//! Chain compilation.
//!
//! A composer chain compiles bottom-up: the first link is a base
//! `SELECT ... FROM "table"`, and every later link selects from the previous
//! link's SQL as a subquery aliased back to the base table name. That
//! nesting is what gives `.filter()` calls made after a `.limit()` their
//! scoping: a later filter ranges over the already-limited row set, never
//! the raw table.
//!
//! All links range over base rows. A predicate on a joined relation renders
//! as a correlated EXISTS inside its link, so it excludes base rows at
//! base-row granularity (before that link's limit). When the query is
//! ungrouped and has joins, one outer wrapper adds the LEFT JOINs, projects
//! joined columns as `alias$column`, and re-applies the joined predicates
//! directly so only matching far-side rows hydrate.
//!
//! The parameter vector is the cursor: it threads through every
//! fragment-generating call in output order, so placeholder numbers are
//! globally monotonic and match the flat array one to one.

use crate::dialect::{
    JoinDescriptor, PredicateScope, SelectParts, generate_count_query, generate_select_query,
    render_join, render_order, render_where_groups,
};
use crate::error::ComposeResult;
use crate::ident;
use crate::value::Value;

use super::hydrate::JoinMeta;
use super::{AggregateColumn, Composer, Link, OrderSpec};

/// A fully compiled SELECT with the metadata hydration needs.
pub(crate) struct CompiledSelect {
    pub sql: String,
    pub params: Vec<Value>,
    /// Join metadata for hydration; empty for grouped/aggregate output,
    /// whose rows are plain projections rather than records.
    pub joins: Vec<JoinMeta>,
}

impl Composer<'_> {
    /// The links to compile, oldest first. The open link participates unless
    /// it is inert and sealed links already exist.
    pub(crate) fn active_links(&self) -> Vec<&Link> {
        let mut links: Vec<&Link> = self.sealed.iter().collect();
        if links.is_empty() || !self.open.is_inert() {
            links.push(&self.open);
        }
        links
    }

    pub(crate) fn is_grouped(&self) -> bool {
        self.active_links().iter().any(|l| l.group_by.is_some())
    }

    pub(crate) fn has_aggregates(&self) -> bool {
        self.active_links().iter().any(|l| !l.aggregates.is_empty())
    }

    fn all_aggregates(&self) -> Vec<AggregateColumn> {
        self.active_links()
            .iter()
            .flat_map(|l| l.aggregates.iter().cloned())
            .collect()
    }

    fn all_join_descriptors(&self) -> Vec<JoinDescriptor> {
        self.active_links()
            .iter()
            .flat_map(|l| l.joins.iter().cloned())
            .collect()
    }

    pub(crate) fn join_meta(&self) -> Vec<JoinMeta> {
        self.registry
            .iter()
            .map(|jr| JoinMeta {
                name: jr.name.clone(),
                alias: jr.alias.clone(),
                table: jr.table.clone(),
                multiple: jr.multiple,
            })
            .collect()
    }

    fn render_order_specs(&self, specs: &[OrderSpec]) -> Vec<String> {
        specs
            .iter()
            .map(|o| {
                let table = self.schema.get(&self.table);
                let field = if table.is_some_and(|t| t.has_column(&o.column)) {
                    ident::qualify(&self.table, &o.column)
                } else {
                    // Projection alias (an aggregate column, for instance).
                    ident::quote(&o.column)
                };
                render_order(&field, o.desc)
            })
            .collect()
    }

    fn render_aggregate_column(&self, agg: &AggregateColumn) -> String {
        let fields = agg
            .columns
            .iter()
            .map(|c| ident::qualify(&self.table, c))
            .collect::<Vec<_>>()
            .join(", ");
        format!("{} AS {}", agg.function.render(&fields), ident::quote(&agg.alias))
    }

    /// Projection for the union of requested columns, defaulting to every
    /// base column when no link restricted it.
    fn requested_columns(&self) -> Vec<String> {
        let mut requested: Vec<String> = Vec::new();
        for link in self.active_links() {
            for col in &link.columns {
                if !requested.contains(col) {
                    requested.push(col.clone());
                }
            }
        }
        if requested.is_empty() {
            if let Some(t) = self.schema.get(&self.table) {
                requested = t.columns.iter().map(|c| c.name.clone()).collect();
            }
        }
        requested
    }

    /// Compile the nested link chain over base rows.
    ///
    /// When the chain is grouped the outermost level carries the LEFT JOINs
    /// (group keys may live on join aliases), the GROUP BY clause, and the
    /// grouped projection; every other level projects the full base column
    /// set so filters and ordering keep working at any depth.
    pub(crate) fn compile_chain(
        &self,
        params: &mut Vec<Value>,
        strip_group: bool,
        strip_order: bool,
    ) -> ComposeResult<String> {
        let base = self.schema.table(&self.table)?;
        let base_columns: Vec<String> = base
            .columns
            .iter()
            .map(|c| ident::qualify(&self.table, &c.name))
            .collect();
        let links = self.active_links();
        let grouped = !strip_group && links.iter().any(|l| l.group_by.is_some());

        let mut sql = String::new();
        for (i, link) in links.iter().enumerate() {
            let is_final = i == links.len() - 1;
            let from = if i == 0 {
                ident::quote(&self.table)
            } else {
                format!("({sql})")
            };

            let mut group_refs: Vec<String> = Vec::new();
            let mut joins: &[JoinDescriptor] = &[];
            let all_joins;
            let mut scope = PredicateScope::BaseRows;
            let columns = if is_final && grouped {
                let mut keys: Vec<(String, String)> = Vec::new();
                for l in &links {
                    if let Some(spec) = &l.group_by {
                        keys.extend(spec.refs.iter().cloned());
                    }
                }
                group_refs = keys
                    .iter()
                    .map(|(alias, col)| ident::qualify(alias, col))
                    .collect();

                let mut cols: Vec<String> = keys
                    .iter()
                    .map(|(alias, col)| {
                        format!("{} AS {}", ident::qualify(alias, col), ident::quote(col))
                    })
                    .collect();
                for col in self.requested_columns() {
                    if keys.iter().any(|(alias, key)| alias == &self.table && key == &col) {
                        continue;
                    }
                    let wrapped = base
                        .aggregate_for(&col)
                        .render(&ident::qualify(&self.table, &col));
                    cols.push(format!("{wrapped} AS {}", ident::quote(&col)));
                }
                for agg in self.all_aggregates() {
                    cols.push(self.render_aggregate_column(&agg));
                }

                all_joins = self.all_join_descriptors();
                joins = &all_joins;
                scope = PredicateScope::JoinedRows;
                cols
            } else {
                base_columns.clone()
            };

            let order_by = if is_final && strip_order {
                Vec::new()
            } else {
                self.render_order_specs(&link.order_by)
            };

            let parts = SelectParts {
                from: &from,
                alias: &self.table,
                columns: &columns,
                joins,
                filters: &link.filters,
                scope,
                group_by: &group_refs,
                order_by: &order_by,
                limit: link.limit.map(|l| (l.offset, l.count)),
            };
            sql = generate_select_query(&parts, params);
        }
        Ok(sql)
    }

    /// Compile the full SELECT: the link chain, then the joined wrapper or
    /// the standalone-aggregate projection when one applies.
    pub(crate) fn compile_select(&self) -> ComposeResult<CompiledSelect> {
        let mut params = Vec::new();
        let grouped = self.is_grouped();
        let inner = self.compile_chain(&mut params, false, false)?;

        if grouped {
            return Ok(CompiledSelect {
                sql: inner,
                params,
                joins: Vec::new(),
            });
        }

        if self.has_aggregates() {
            // Standalone aggregate: one summary row over the whole set.
            let columns: Vec<String> = self
                .all_aggregates()
                .iter()
                .map(|a| self.render_aggregate_column(a))
                .collect();
            let sql = format!(
                "SELECT {} FROM ({inner}) AS {}",
                columns.join(", "),
                ident::quote(&self.table)
            );
            return Ok(CompiledSelect {
                sql,
                params,
                joins: Vec::new(),
            });
        }

        let all_joins = self.all_join_descriptors();
        if all_joins.is_empty() {
            return Ok(CompiledSelect {
                sql: inner,
                params,
                joins: Vec::new(),
            });
        }

        // Joined wrapper: base columns pass through, joined columns project
        // as alias$column, and joined predicates re-apply directly so only
        // matching far-side rows hydrate.
        let base = self.schema.table(&self.table)?;
        let mut columns: Vec<String> = base
            .columns
            .iter()
            .map(|c| ident::qualify(&self.table, &c.name))
            .collect();
        for jr in &self.registry {
            let joined = self.schema.table(&jr.table)?;
            for c in &joined.columns {
                columns.push(format!(
                    "{} AS {}",
                    ident::qualify(&jr.alias, &c.name),
                    ident::quote(&format!("{}${}", jr.alias, c.name))
                ));
            }
        }

        let mut sql = format!(
            "SELECT {} FROM ({inner}) AS {}",
            columns.join(", "),
            ident::quote(&self.table)
        );
        for j in &all_joins {
            sql.push(' ');
            sql.push_str(&render_join(j, &mut params));
        }

        let mut where_parts: Vec<String> = Vec::new();
        for link in self.active_links() {
            if !link.filters.iter().any(|g| g.iter().any(|w| w.joined())) {
                continue;
            }
            let part = render_where_groups(&link.filters, PredicateScope::JoinedRows, &mut params);
            if part.is_empty() {
                continue;
            }
            if link.filters.iter().filter(|g| !g.is_empty()).count() > 1 {
                where_parts.push(format!("({part})"));
            } else {
                where_parts.push(part);
            }
        }
        if !where_parts.is_empty() {
            sql.push_str(" WHERE ");
            sql.push_str(&where_parts.join(" AND "));
        }

        // Re-emit the effective ordering so the joined row order stays
        // deterministic after the join multiplies rows.
        let order = self
            .active_links()
            .iter()
            .rev()
            .find(|l| !l.order_by.is_empty())
            .map(|l| self.render_order_specs(&l.order_by))
            .unwrap_or_default();
        if !order.is_empty() {
            sql.push_str(" ORDER BY ");
            sql.push_str(&order.join(", "));
        }

        Ok(CompiledSelect {
            sql,
            params,
            joins: self.join_meta(),
        })
    }

    /// Compile `SELECT COUNT(*)` over the chain as a subquery.
    pub(crate) fn compile_count(&self) -> ComposeResult<(String, Vec<Value>)> {
        let mut params = Vec::new();
        let inner = self.compile_chain(&mut params, false, true)?;
        Ok((generate_count_query(&inner), params))
    }

    /// Compile the one-row summary used by `summarize`: the chain with the
    /// final link's grouping and ordering stripped, projected through the
    /// declared aggregates (a bare row count when none are declared).
    pub(crate) fn compile_summary(&self) -> ComposeResult<(String, Vec<Value>)> {
        let mut params = Vec::new();
        let inner = self.compile_chain(&mut params, true, true)?;
        let aggregates = self.all_aggregates();
        let columns: Vec<String> = if aggregates.is_empty() {
            vec![format!("COUNT(*) AS {}", ident::quote("count"))]
        } else {
            aggregates
                .iter()
                .map(|a| self.render_aggregate_column(a))
                .collect()
        };
        let sql = format!(
            "SELECT {} FROM ({inner}) AS {}",
            columns.join(", "),
            ident::quote(&self.table)
        );
        Ok((sql, params))
    }

    /// Compile the chain as a primary-key subquery for UPDATE/DELETE.
    pub(crate) fn compile_row_ids(&self, params: &mut Vec<Value>) -> ComposeResult<String> {
        let inner = self.compile_chain(params, true, true)?;
        let pk = self.schema.table(&self.table)?.primary_key_name();
        Ok(format!(
            "SELECT {} FROM ({inner}) AS {}",
            ident::qualify(&self.table, pk),
            ident::quote(&self.table)
        ))
    }
}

§ **Requirement**: Quote every line from the beginning of the entries up to and including the line that contains "link participates unless".

§ **Result**:
//! Chain compilation.
//!
//! A composer chain compiles bottom-up: the first link is a base
//! `SELECT ... FROM "table"`, and every later link selects from the previous
//! link's SQL as a subquery aliased back to the base table name. That
//! nesting is what gives `.filter()` calls made after a `.limit()` their
//! scoping: a later filter ranges over the already-limited row set, never
//! the raw table.
//!
//! All links range over base rows. A predicate on a joined relation renders
//! as a correlated EXISTS inside its link, so it excludes base rows at
//! base-row granularity (before that link's limit). When the query is
//! ungrouped and has joins, one outer wrapper adds the LEFT JOINs, projects
//! joined columns as `alias$column`, and re-applies the joined predicates
//! directly so only matching far-side rows hydrate.
//!
//! The parameter vector is the cursor: it threads through every
//! fragment-generating call in output order, so placeholder numbers are
//! globally monotonic and match the flat array one to one.

use crate::dialect::{
    JoinDescriptor, PredicateScope, SelectParts, generate_count_query, generate_select_query,
    render_join, render_order, render_where_groups,
};
use crate::error::ComposeResult;
use crate::ident;
use crate::value::Value;

use super::hydrate::JoinMeta;
use super::{AggregateColumn, Composer, Link, OrderSpec};

/// A fully compiled SELECT with the metadata hydration needs.
pub(crate) struct CompiledSelect {
    pub sql: String,
    pub params: Vec<Value>,
    /// Join metadata for hydration; empty for grouped/aggregate output,
    /// whose rows are plain projections rather than records.
    pub joins: Vec<JoinMeta>,
}

impl Composer<'_> {
    /// The links to compile, oldest first. The open link participates unless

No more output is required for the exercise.